EXERCISE: Scan the data below for the string "usize". Show every line where it turns up.

*** Opening THE INPUT ***

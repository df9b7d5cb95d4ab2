//! Board-agnostic core of the sliver paint pipeline
//!
//! Renders a tree of on-screen elements onto a memory-limited display so
//! that no single rendering call blocks for an unbounded time:
//!
//! - Draw state machine shared by every element type
//! - Paint loop implementing the suspension contract (park on asset
//!   streams, resume exactly where it left off)
//! - Frame scheduler walking layers back to front
//! - Damage accumulation
//! - Element catalog, layers and screen
//! - Surface, asset source and scheme traits for external collaborators
//! - Configuration type definitions

#![cfg_attr(not(test), no_std)]
#![deny(unsafe_code)]

// Must come first: defines the logging macros
mod fmt;

pub mod config;
pub mod damage;
pub mod elements;
pub mod geometry;
pub mod paint;
pub mod scheduler;
pub mod traits;

#[cfg(test)]
mod testing;
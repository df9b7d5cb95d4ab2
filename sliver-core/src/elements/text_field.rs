//! Editable single-line text field with a blinking cursor
//!
//! The cursor blinks from `update`, independent of drawing: every toggle
//! damages only the cursor rectangle, and the cursor itself is drawn after
//! the text in the border stage.

use super::{to_text, Text};
use crate::config::RenderConfig;
use crate::damage::DamageSink;
use crate::geometry::Rect;
use crate::paint::{steps, Alignment, Element, ElementBase, Guards, HAlign, PaintContext, PaintData, Paintable, VAlign};
use crate::traits::{AssetReader, AssetSource, Scheme, SchemeId};

/// Cursor bar width (pixels)
const CURSOR_WIDTH: u32 = 2;

#[derive(Debug)]
pub struct TextField<R> {
    base: ElementBase<R>,
    text: Text,
    focused: bool,
    cursor_on: bool,
    blink_ms: u32,
    elapsed_ms: u32,
    /// Where the cursor was last drawn
    cursor: Rect,
}

impl<R: AssetReader> TextField<R> {
    /// Empty field blinking at the configured cursor period
    pub fn new(rect: Rect, scheme: SchemeId, config: &RenderConfig) -> Self {
        Self {
            base: ElementBase::new(rect, Some(scheme)),
            text: Text::new(),
            focused: false,
            cursor_on: false,
            blink_ms: config.cursor_blink_ms as u32,
            elapsed_ms: 0,
            cursor: Rect::default(),
        }
    }

    /// Blink half-period; 0 keeps the cursor steady
    pub fn with_blink_period(mut self, blink_ms: u16) -> Self {
        self.blink_ms = blink_ms as u32;
        self
    }

    pub fn text(&self) -> &str {
        &self.text
    }

    pub fn is_focused(&self) -> bool {
        self.focused
    }

    pub fn is_cursor_shown(&self) -> bool {
        self.focused && self.cursor_on
    }

    pub fn set_text(&mut self, text: &str, damage: &mut dyn DamageSink) {
        if text != self.text.as_str() {
            self.text = to_text(text);
            self.edited(damage);
        }
    }

    /// Append one character; returns false when the field is full
    pub fn push_char(&mut self, ch: char, damage: &mut dyn DamageSink) -> bool {
        if self.text.push(ch).is_err() {
            return false;
        }
        self.edited(damage);
        true
    }

    /// Remove the last character
    pub fn backspace(&mut self, damage: &mut dyn DamageSink) -> Option<char> {
        let ch = self.text.pop()?;
        self.edited(damage);
        Some(ch)
    }

    pub fn set_focused(&mut self, focused: bool, damage: &mut dyn DamageSink) {
        if focused == self.focused {
            return;
        }
        self.focused = focused;
        self.restart_blink();
        self.base.damage(damage);
    }

    fn edited(&mut self, damage: &mut dyn DamageSink) {
        self.restart_blink();
        self.base.damage(damage);
    }

    fn restart_blink(&mut self) {
        self.cursor_on = true;
        self.elapsed_ms = 0;
    }

    fn damage_cursor(&self, damage: &mut dyn DamageSink) {
        let area = if self.cursor.is_empty() {
            self.base.rect()
        } else {
            self.cursor
        };
        damage.add_damage_rect(self.base.layer(), area, true);
    }

    fn cursor_rect(&self, data: &PaintData, scheme: &Scheme, line_height: u32, advance: u32) -> Rect {
        let area = self.base.rect().inset(scheme.content_inset());
        let last = data
            .layout
            .line_count()
            .checked_sub(1)
            .and_then(|i| data.layout.line(i));
        let (x, y) = match last {
            Some(span) => (
                span.origin.x + (span.columns as u32 * advance) as i32,
                span.origin.y,
            ),
            None => (area.x, area.y + (area.height as i32 - line_height as i32) / 2),
        };
        let cursor = Rect::new(x, y, CURSOR_WIDTH, line_height);
        cursor.intersection(&area).unwrap_or_default()
    }
}

impl<R: AssetReader> Element for TextField<R> {
    type Reader = R;

    fn base(&self) -> &ElementBase<R> {
        &self.base
    }

    fn base_mut(&mut self) -> &mut ElementBase<R> {
        &mut self.base
    }

    fn update(&mut self, dt_ms: u32, damage: &mut dyn DamageSink) {
        if !self.focused || self.blink_ms == 0 {
            return;
        }
        self.elapsed_ms = self.elapsed_ms.saturating_add(dt_ms);
        if self.elapsed_ms < self.blink_ms {
            return;
        }
        // Odd number of elapsed half-periods flips the cursor
        let periods = self.elapsed_ms / self.blink_ms;
        self.elapsed_ms %= self.blink_ms;
        if periods % 2 == 1 {
            self.cursor_on = !self.cursor_on;
            self.damage_cursor(damage);
        }
    }

    fn on_resize(&mut self, _old: Rect, _damage: &mut dyn DamageSink) {
        self.cursor = Rect::default();
        self.restart_blink();
    }
}

impl<A: AssetSource> Paintable<A> for TextField<A::Reader> {
    fn guards(&self, scheme: &Scheme, assets: &A) -> Guards {
        Guards {
            background: scheme.background.is_some(),
            image: false,
            text: steps::has_text(assets, scheme, Some(&self.text)),
            border: scheme.border.is_some() || self.is_cursor_shown(),
        }
    }

    fn text(&self) -> Option<&str> {
        Some(&self.text)
    }

    fn text_alignment(&self) -> Alignment {
        Alignment::new(HAlign::Left, VAlign::Middle)
    }

    fn paint_border(&mut self, data: &PaintData, ctx: &mut PaintContext<'_, A>) {
        if let Some(border) = data.scheme.border {
            steps::stroke_border(ctx, self.base.rect(), border);
        }
        if !self.is_cursor_shown() {
            return;
        }
        let Some(metrics) = data.scheme.font.and_then(|f| ctx.assets.font_metrics(f)) else {
            return;
        };
        self.cursor = self.cursor_rect(
            data,
            &data.scheme,
            metrics.line_height as u32,
            metrics.advance as u32,
        );
        steps::fill_background(ctx, self.cursor, data.scheme.foreground);
    }
}
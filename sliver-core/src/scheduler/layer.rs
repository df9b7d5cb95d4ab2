//! Element layers
//!
//! A layer is a fixed-capacity arena of elements arranged as a forest.
//! Elements are painted in preorder: parent before children, siblings in
//! attachment order. Each layer owns its damage accumulator.

use heapless::Vec;

use crate::damage::{DamageAccumulator, DamageList, DamageSink};
use crate::geometry::Rect;
use crate::paint::Element;

/// Layer identifier, also its back-to-front position on the screen
#[derive(Debug, Clone, Copy, PartialEq, Eq, PartialOrd, Ord, Hash, Default)]
#[cfg_attr(feature = "defmt", derive(defmt::Format))]
pub struct LayerId(pub u8);

/// Handle to an element inside its layer
///
/// Handles of removed elements may be reused by later insertions.
#[derive(Debug, Clone, Copy, PartialEq, Eq, Hash)]
#[cfg_attr(feature = "defmt", derive(defmt::Format))]
pub struct ElementId(u16);

impl ElementId {
    pub const fn index(self) -> usize {
        self.0 as usize
    }
}

/// Layer operation errors
#[derive(Debug, Clone, Copy, PartialEq, Eq)]
#[cfg_attr(feature = "defmt", derive(defmt::Format))]
pub enum LayerError {
    /// No free element or layer slot
    Full,
    /// Element handle does not refer to a live element
    UnknownElement,
    /// Parent handle does not refer to a live element
    UnknownParent,
    /// No layer with this id on the screen
    UnknownLayer,
}

#[derive(Debug)]
struct Node<E> {
    element: E,
    parent: Option<ElementId>,
    /// Needs painting in the current frame
    pending: bool,
}

/// Fixed-capacity element forest with its own damage
#[derive(Debug)]
pub struct Layer<E, const N: usize> {
    id: LayerId,
    nodes: Vec<Option<Node<E>>, N>,
    /// Preorder paint order
    order: Vec<ElementId, N>,
    damage: DamageAccumulator,
}

impl<E: Element, const N: usize> Layer<E, N> {
    pub const fn new(id: LayerId) -> Self {
        Self {
            id,
            nodes: Vec::new(),
            order: Vec::new(),
            damage: DamageAccumulator::new(),
        }
    }

    pub fn id(&self) -> LayerId {
        self.id
    }

    pub fn len(&self) -> usize {
        self.order.len()
    }

    pub fn is_empty(&self) -> bool {
        self.order.is_empty()
    }

    /// Attach a top-level element after every existing one
    pub fn add(&mut self, element: E) -> Result<ElementId, LayerError> {
        self.attach(None, element)
    }

    /// Attach `element` as the last child of `parent`
    pub fn add_child(&mut self, parent: ElementId, element: E) -> Result<ElementId, LayerError> {
        if self.node(parent).is_none() {
            return Err(LayerError::UnknownParent);
        }
        self.attach(Some(parent), element)
    }

    fn attach(&mut self, parent: Option<ElementId>, mut element: E) -> Result<ElementId, LayerError> {
        let slot = match self.nodes.iter().position(Option::is_none) {
            Some(slot) => slot,
            None => {
                self.nodes.push(None).map_err(|_| LayerError::Full)?;
                self.nodes.len() - 1
            }
        };
        let id = ElementId(slot as u16);

        let position = match parent.and_then(|p| self.position(p)) {
            Some(p) => self.subtree_end(p),
            None => self.order.len(),
        };
        // A free slot means the order has room
        self.order
            .insert(position, id)
            .map_err(|_| LayerError::Full)?;

        element.base_mut().set_layer(self.id);
        let rect = element.base().rect();
        self.nodes[slot] = Some(Node {
            element,
            parent,
            pending: false,
        });
        if self.is_shown(id) {
            self.damage.add(rect, true);
        }
        Ok(id)
    }

    /// Destroy `id` and its whole subtree
    ///
    /// Returns the removed element. Descendants are dropped, releasing
    /// their readers and paint working-data. Every removed area that was
    /// visible becomes damage.
    pub fn remove(&mut self, id: ElementId) -> Result<E, LayerError> {
        let start = self.position(id).ok_or(LayerError::UnknownElement)?;
        let end = self.subtree_end(start);

        for i in start..end {
            let member = self.order[i];
            if self.is_shown(member) {
                if let Some(rect) = self.get(member).map(|e| e.base().rect()) {
                    self.damage.add(rect, true);
                }
            }
        }

        let mut root = None;
        for i in (start..end).rev() {
            let member = self.order[i];
            let node = self.nodes.get_mut(member.index()).and_then(Option::take);
            if member == id {
                root = node.map(|n| n.element);
            }
        }

        let mut order = Vec::new();
        for (i, member) in self.order.iter().enumerate() {
            if i < start || i >= end {
                let _ = order.push(*member);
            }
        }
        self.order = order;

        root.ok_or(LayerError::UnknownElement)
    }

    pub fn get(&self, id: ElementId) -> Option<&E> {
        self.node(id).map(|n| &n.element)
    }

    pub fn get_mut(&mut self, id: ElementId) -> Option<&mut E> {
        self.nodes
            .get_mut(id.index())
            .and_then(Option::as_mut)
            .map(|n| &mut n.element)
    }

    pub fn parent(&self, id: ElementId) -> Option<ElementId> {
        self.node(id).and_then(|n| n.parent)
    }

    /// Elements in paint order
    pub fn iter(&self) -> impl Iterator<Item = (ElementId, &E)> + '_ {
        self.order
            .iter()
            .filter_map(move |id| self.get(*id).map(|e| (*id, e)))
    }

    /// Check if `id` and every ancestor are visible
    pub fn is_shown(&self, id: ElementId) -> bool {
        let mut current = Some(id);
        while let Some(id) = current {
            match self.node(id) {
                Some(node) if node.element.base().is_visible() => current = node.parent,
                _ => return false,
            }
        }
        true
    }

    /// Mutate an element, with a damage sink bound to this layer
    pub fn edit<T>(
        &mut self,
        id: ElementId,
        f: impl FnOnce(&mut E, &mut dyn DamageSink) -> T,
    ) -> Result<T, LayerError> {
        let Self {
            id: layer,
            nodes,
            damage,
            ..
        } = self;
        let node = nodes
            .get_mut(id.index())
            .and_then(Option::as_mut)
            .ok_or(LayerError::UnknownElement)?;
        let mut sink = LayerDamage {
            layer: *layer,
            damage,
        };
        Ok(f(&mut node.element, &mut sink))
    }

    /// Run every element's time-based logic
    pub fn update(&mut self, dt_ms: u32) {
        let Self {
            id: layer,
            nodes,
            damage,
            ..
        } = self;
        let mut sink = LayerDamage {
            layer: *layer,
            damage,
        };
        for node in nodes.iter_mut().flatten() {
            node.element.update(dt_ms, &mut sink);
        }
    }

    pub fn add_damage(&mut self, rect: Rect, combine: bool) {
        self.damage.add(rect, combine);
    }

    pub fn has_damage(&self) -> bool {
        !self.damage.is_empty()
    }

    pub fn damage(&self) -> &DamageAccumulator {
        &self.damage
    }

    /// Take the accumulated damage for the frame being drawn
    pub fn take_damage(&mut self) -> DamageList {
        self.damage.drain()
    }

    /// Restart every shown element touching `damage` and mark it pending
    ///
    /// Returns the number of elements marked.
    pub fn mark_damaged(&mut self, damage: &[Rect]) -> usize {
        let mut marked = 0;
        for i in 0..self.order.len() {
            let id = self.order[i];
            if !self.is_shown(id) {
                continue;
            }
            let Some(node) = self.nodes.get_mut(id.index()).and_then(Option::as_mut) else {
                continue;
            };
            let rect = node.element.base().rect();
            if damage.iter().any(|d| d.intersects(&rect)) {
                node.element.base_mut().invalidate();
                node.pending = true;
                marked += 1;
            }
        }
        marked
    }

    /// First element in paint order still needing paint
    pub fn next_pending(&self) -> Option<ElementId> {
        self.order
            .iter()
            .copied()
            .find(|id| self.node(*id).is_some_and(|n| n.pending))
    }

    pub fn clear_pending(&mut self, id: ElementId) {
        if let Some(node) = self.nodes.get_mut(id.index()).and_then(Option::as_mut) {
            node.pending = false;
        }
    }

    pub fn pending_count(&self) -> usize {
        self.nodes.iter().flatten().filter(|n| n.pending).count()
    }

    /// Damage the area of every shown element
    pub fn invalidate(&mut self) {
        for i in 0..self.order.len() {
            let id = self.order[i];
            if !self.is_shown(id) {
                continue;
            }
            if let Some(rect) = self.get(id).map(|e| e.base().rect()) {
                self.damage.add(rect, true);
            }
        }
    }

    fn node(&self, id: ElementId) -> Option<&Node<E>> {
        self.nodes.get(id.index()).and_then(Option::as_ref)
    }

    fn position(&self, id: ElementId) -> Option<usize> {
        self.node(id)?;
        self.order.iter().position(|i| *i == id)
    }

    /// Index just past the subtree starting at order position `start`
    fn subtree_end(&self, start: usize) -> usize {
        let root = self.order[start];
        let mut end = start + 1;
        while end < self.order.len() && self.is_descendant(self.order[end], root) {
            end += 1;
        }
        end
    }

    fn is_descendant(&self, id: ElementId, ancestor: ElementId) -> bool {
        let mut current = self.parent(id);
        while let Some(p) = current {
            if p == ancestor {
                return true;
            }
            current = self.parent(p);
        }
        false
    }
}

impl<E: Element, const N: usize> DamageSink for Layer<E, N> {
    fn add_damage_rect(&mut self, layer: LayerId, rect: Rect, combine: bool) {
        if layer == self.id {
            self.damage.add(rect, combine);
        }
    }
}

/// Damage sink borrowing only a layer's accumulator
struct LayerDamage<'a> {
    layer: LayerId,
    damage: &'a mut DamageAccumulator,
}

impl DamageSink for LayerDamage<'_> {
    fn add_damage_rect(&mut self, layer: LayerId, rect: Rect, combine: bool) {
        if layer == self.layer {
            self.damage.add(rect, combine);
        }
    }
}
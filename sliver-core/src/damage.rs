//! Damage region accumulation
//!
//! Records the areas of a layer that must be redrawn before the next frame.
//! Rectangles can be merged in any order: overlapping rectangles are
//! coalesced into their union, and when the fixed capacity is exhausted the
//! whole set collapses into a single bounding rectangle. Either way every
//! damaged pixel stays covered.

use heapless::Vec;

use crate::geometry::Rect;
use crate::scheduler::LayerId;

/// Maximum distinct damage rectangles tracked per layer
pub const MAX_DAMAGE_RECTS: usize = 8;

/// Drained damage for one layer
pub type DamageList = Vec<Rect, MAX_DAMAGE_RECTS>;

/// Anything that accepts damage rectangles
///
/// Property mutators on elements compute the affected rectangle and push it
/// here; the frame scheduler later consumes it.
pub trait DamageSink {
    /// Record `rect` as stale on `layer`
    ///
    /// With `combine` set, the rectangle is merged with any overlapping
    /// rectangles already recorded.
    fn add_damage_rect(&mut self, layer: LayerId, rect: Rect, combine: bool);
}

/// Per-layer damage accumulator
#[derive(Debug, Clone, Default)]
pub struct DamageAccumulator {
    rects: DamageList,
}

impl DamageAccumulator {
    pub const fn new() -> Self {
        Self { rects: Vec::new() }
    }

    /// Add a damage rectangle
    ///
    /// Empty rectangles are ignored. A rectangle already covered by a
    /// recorded one is dropped.
    pub fn add(&mut self, rect: Rect, combine: bool) {
        if rect.is_empty() {
            return;
        }
        if self.rects.iter().any(|r| r.contains(&rect)) {
            return;
        }

        if combine {
            let mut merged = rect;
            self.rects.retain(|r| {
                if r.intersects(&merged) {
                    merged = merged.union(r);
                    false
                } else {
                    true
                }
            });
            self.push(merged);
            self.coalesce();
        } else {
            self.push(rect);
        }
    }

    /// Take all accumulated damage, leaving the accumulator empty
    pub fn drain(&mut self) -> DamageList {
        core::mem::take(&mut self.rects)
    }

    pub fn clear(&mut self) {
        self.rects.clear();
    }

    pub fn is_empty(&self) -> bool {
        self.rects.is_empty()
    }

    pub fn len(&self) -> usize {
        self.rects.len()
    }

    pub fn rects(&self) -> &[Rect] {
        &self.rects
    }

    /// Check if `rect` touches any damaged area
    pub fn intersects(&self, rect: &Rect) -> bool {
        self.rects.iter().any(|r| r.intersects(rect))
    }

    /// Smallest rectangle covering all damage
    pub fn bounding_box(&self) -> Option<Rect> {
        bounding_box(&self.rects)
    }

    fn push(&mut self, rect: Rect) {
        if let Err(rect) = self.rects.push(rect) {
            let collapsed = bounding_box(&self.rects).map_or(rect, |b| b.union(&rect));
            debug!(
                "damage list full ({} rects), collapsing to bounding box",
                MAX_DAMAGE_RECTS
            );
            self.rects.clear();
            // Capacity is at least one after clear
            let _ = self.rects.push(collapsed);
        }
    }

    /// Merge rectangles until no two overlap
    ///
    /// A union can grow into a neighbour that did not overlap either input,
    /// so this repeats until a full pass makes no change.
    fn coalesce(&mut self) {
        loop {
            let mut merged_any = false;
            let mut i = 0;
            while i < self.rects.len() {
                let mut j = i + 1;
                while j < self.rects.len() {
                    if self.rects[i].intersects(&self.rects[j]) {
                        let other = self.rects.swap_remove(j);
                        self.rects[i] = self.rects[i].union(&other);
                        merged_any = true;
                    } else {
                        j += 1;
                    }
                }
                i += 1;
            }
            if !merged_any {
                break;
            }
        }
    }
}

/// Smallest rectangle covering every rectangle in `rects`
pub fn bounding_box(rects: &[Rect]) -> Option<Rect> {
    let mut iter = rects.iter().filter(|r| !r.is_empty());
    let first = *iter.next()?;
    Some(iter.fold(first, |acc, r| acc.union(r)))
}

#[cfg(test)]
mod tests {
    use super::*;
    use proptest::prelude::*;

    #[test]
    fn test_empty_rect_ignored() {
        let mut acc = DamageAccumulator::new();
        acc.add(Rect::new(0, 0, 0, 10), true);
        assert!(acc.is_empty());
    }

    #[test]
    fn test_overlapping_rects_merge() {
        let mut acc = DamageAccumulator::new();
        acc.add(Rect::new(0, 0, 10, 10), true);
        acc.add(Rect::new(5, 5, 10, 10), true);
        assert_eq!(acc.rects(), &[Rect::new(0, 0, 15, 15)]);
    }

    #[test]
    fn test_disjoint_rects_kept_apart() {
        let mut acc = DamageAccumulator::new();
        acc.add(Rect::new(0, 0, 4, 4), true);
        acc.add(Rect::new(20, 20, 4, 4), true);
        assert_eq!(acc.len(), 2);
    }

    #[test]
    fn test_bridge_merges_transitively() {
        let mut acc = DamageAccumulator::new();
        acc.add(Rect::new(0, 0, 4, 4), true);
        acc.add(Rect::new(10, 0, 4, 4), true);
        // Overlaps both
        acc.add(Rect::new(2, 0, 10, 2), true);
        assert_eq!(acc.rects(), &[Rect::new(0, 0, 14, 4)]);
    }

    #[test]
    fn test_uncombined_rects_not_merged() {
        let mut acc = DamageAccumulator::new();
        acc.add(Rect::new(0, 0, 10, 10), false);
        acc.add(Rect::new(5, 5, 10, 10), false);
        assert_eq!(acc.len(), 2);
    }

    #[test]
    fn test_covered_rect_dropped() {
        let mut acc = DamageAccumulator::new();
        acc.add(Rect::new(0, 0, 10, 10), false);
        acc.add(Rect::new(2, 2, 3, 3), false);
        assert_eq!(acc.len(), 1);
    }

    #[test]
    fn test_overflow_collapses() {
        let mut acc = DamageAccumulator::new();
        for i in 0..(MAX_DAMAGE_RECTS as i32 + 1) {
            acc.add(Rect::new(i * 10, 0, 2, 2), true);
        }
        assert_eq!(acc.len(), 1);
        assert_eq!(
            acc.rects()[0],
            Rect::new(0, 0, MAX_DAMAGE_RECTS as u32 * 10 + 2, 2)
        );
    }

    #[test]
    fn test_drain_empties() {
        let mut acc = DamageAccumulator::new();
        acc.add(Rect::new(0, 0, 2, 2), true);
        let drained = acc.drain();
        assert_eq!(drained.len(), 1);
        assert!(acc.is_empty());
    }

    fn rect_strategy() -> impl Strategy<Value = Rect> {
        (0i32..100, 0i32..100, 1u32..30, 1u32..30).prop_map(|(x, y, w, h)| Rect::new(x, y, w, h))
    }

    proptest! {
        #[test]
        fn prop_damage_covers_every_input(rects in proptest::collection::vec(rect_strategy(), 0..20)) {
            let mut acc = DamageAccumulator::new();
            for r in &rects {
                acc.add(*r, true);
            }
            for r in &rects {
                prop_assert!(acc.rects().iter().any(|d| d.contains(r)));
            }
        }

        #[test]
        fn prop_combined_damage_never_overlaps(rects in proptest::collection::vec(rect_strategy(), 0..20)) {
            let mut acc = DamageAccumulator::new();
            for r in &rects {
                acc.add(*r, true);
            }
            let out = acc.rects();
            for i in 0..out.len() {
                for j in (i + 1)..out.len() {
                    prop_assert!(!out[i].intersects(&out[j]));
                }
            }
        }

        #[test]
        fn prop_merge_order_does_not_change_coverage(rects in proptest::collection::vec(rect_strategy(), 1..12)) {
            let mut forward = DamageAccumulator::new();
            let mut backward = DamageAccumulator::new();
            for r in &rects {
                forward.add(*r, true);
            }
            for r in rects.iter().rev() {
                backward.add(*r, true);
            }
            prop_assert_eq!(forward.bounding_box(), backward.bounding_box());
        }
    }
}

*** Closing THE INPUT ***

RESPONSE TO THIS EXERCISE:
    pub const fn index(self) -> usize {
        self.0 as usize
pub struct Layer<E, const N: usize> {
impl<E: Element, const N: usize> Layer<E, N> {
    pub fn len(&self) -> usize {
    pub fn mark_damaged(&mut self, damage: &[Rect]) -> usize {
    pub fn pending_count(&self) -> usize {
    fn position(&self, id: ElementId) -> Option<usize> {
    fn subtree_end(&self, start: usize) -> usize {
impl<E: Element, const N: usize> DamageSink for Layer<E, N> {
pub const MAX_DAMAGE_RECTS: usize = 8;
    pub fn len(&self) -> usize {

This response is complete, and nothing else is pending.